Exercise description:
Copy out, from the entries below, each line holding the string "SalesforceConfig".
Record set Start Marker
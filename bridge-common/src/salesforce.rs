use std::pin::Pin;
use std::time::Duration;

use async_trait::async_trait;
use eventsource_stream::Eventsource;
use futures::{Stream, StreamExt};
use reqwest::header;
use thiserror::Error;
use tracing::info;

use crate::config::SalesforceConfig;
use crate::conversation::{CreateConversationRequest, TokenRequest, TokenResponse};

const TOKEN_PATH: &str = "/iamessage/api/v2/authorization/unauthenticated/access-token";
const CONTINUATION_TOKEN_PATH: &str = "/iamessage/api/v2/authorization/continuation-access-token";
const CONVERSATION_PATH: &str = "/iamessage/api/v2/conversation";
const EVENT_ROUTER_PATH: &str = "/eventrouter/v1/sse";

#[derive(Debug, Error)]
pub enum ApiClientError {
    #[error("conversation API call failed: {0}")]
    Request(#[from] reqwest::Error),
    #[error("conversation API returned status {0}")]
    Status(reqwest::StatusCode),
    #[error("conversation API event stream failed: {0}")]
    EventStream(String),
}

fn ensure_success(response: reqwest::Response) -> Result<reqwest::Response, ApiClientError> {
    if !response.status().is_success() {
        return Err(ApiClientError::Status(response.status()));
    }
    Ok(response)
}

/// One server-push event received over the per-session subscription.
#[derive(Debug, Clone)]
pub struct PushEvent {
    pub event: String,
    pub data: String,
}

pub type PushEventStream = Pin<Box<dyn Stream<Item = Result<PushEvent, ApiClientError>> + Send>>;

/// The external conversational API: token acquisition, conversation
/// creation, continuation-token renewal, and the push subscription.
#[async_trait]
pub trait ConversationApi: Send + Sync {
    async fn acquire_token(&self, request: &TokenRequest) -> Result<TokenResponse, ApiClientError>;

    /// Renew a session using the still-valid prior token as credential.
    async fn continuation_token(&self, token: &str) -> Result<TokenResponse, ApiClientError>;

    async fn create_conversation(
        &self,
        token: &str,
        request: &CreateConversationRequest,
    ) -> Result<(), ApiClientError>;

    /// Open the long-lived server-push stream for one session. The returned
    /// stream ends (or yields an error) when the remote closes it.
    async fn subscribe(&self, token: &str) -> Result<PushEventStream, ApiClientError>;
}

pub struct SalesforceClient {
    client: reqwest::Client,
    host: String,
    org_id: String,
    request_timeout: Duration,
}

impl SalesforceClient {
    pub fn new(config: &SalesforceConfig) -> Result<Self, ApiClientError> {
        let mut headers = header::HeaderMap::new();
        headers.insert(
            header::CONTENT_TYPE,
            header::HeaderValue::from_static("application/json"),
        );

        // No client-wide timeout: the push subscription holds its response
        // open indefinitely. Unary calls set a per-request timeout instead.
        let client = reqwest::Client::builder()
            .default_headers(headers)
            .user_agent("conversation-bridge")
            .build()?;

        Ok(Self {
            client,
            host: config.host.clone(),
            org_id: config.org_id.clone(),
            request_timeout: Duration::from_millis(config.request_timeout_ms),
        })
    }

    fn url(&self, path: &str) -> String {
        format!("{}{}", self.host, path)
    }
}

#[async_trait]
impl ConversationApi for SalesforceClient {
    async fn acquire_token(&self, request: &TokenRequest) -> Result<TokenResponse, ApiClientError> {
        let response = self
            .client
            .post(self.url(TOKEN_PATH))
            .timeout(self.request_timeout)
            .json(request)
            .send()
            .await?;

        Ok(ensure_success(response)?.json().await?)
    }

    async fn continuation_token(&self, token: &str) -> Result<TokenResponse, ApiClientError> {
        let response = self
            .client
            .get(self.url(CONTINUATION_TOKEN_PATH))
            .timeout(self.request_timeout)
            .bearer_auth(token)
            .send()
            .await?;

        Ok(ensure_success(response)?.json().await?)
    }

    async fn create_conversation(
        &self,
        token: &str,
        request: &CreateConversationRequest,
    ) -> Result<(), ApiClientError> {
        let response = self
            .client
            .post(self.url(CONVERSATION_PATH))
            .timeout(self.request_timeout)
            .bearer_auth(token)
            .json(request)
            .send()
            .await?;
        ensure_success(response)?;

        info!(
            conversation_id = %request.conversation_id,
            "conversation created on provider"
        );
        Ok(())
    }

    async fn subscribe(&self, token: &str) -> Result<PushEventStream, ApiClientError> {
        let response = self
            .client
            .get(self.url(EVENT_ROUTER_PATH))
            .bearer_auth(token)
            .header("X-Org-Id", &self.org_id)
            .header(header::ACCEPT, "text/event-stream")
            .send()
            .await?;
        let response = ensure_success(response)?;

        let events = response.bytes_stream().eventsource().map(|item| {
            item.map(|event| PushEvent {
                event: event.event,
                data: event.data,
            })
            .map_err(|e| ApiClientError::EventStream(e.to_string()))
        });

        Ok(Box::pin(events))
    }
}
Record set End Marker
Solved problem:
use crate::config::SalesforceConfig;
    pub fn new(config: &SalesforceConfig) -> Result<Self, ApiClientError> {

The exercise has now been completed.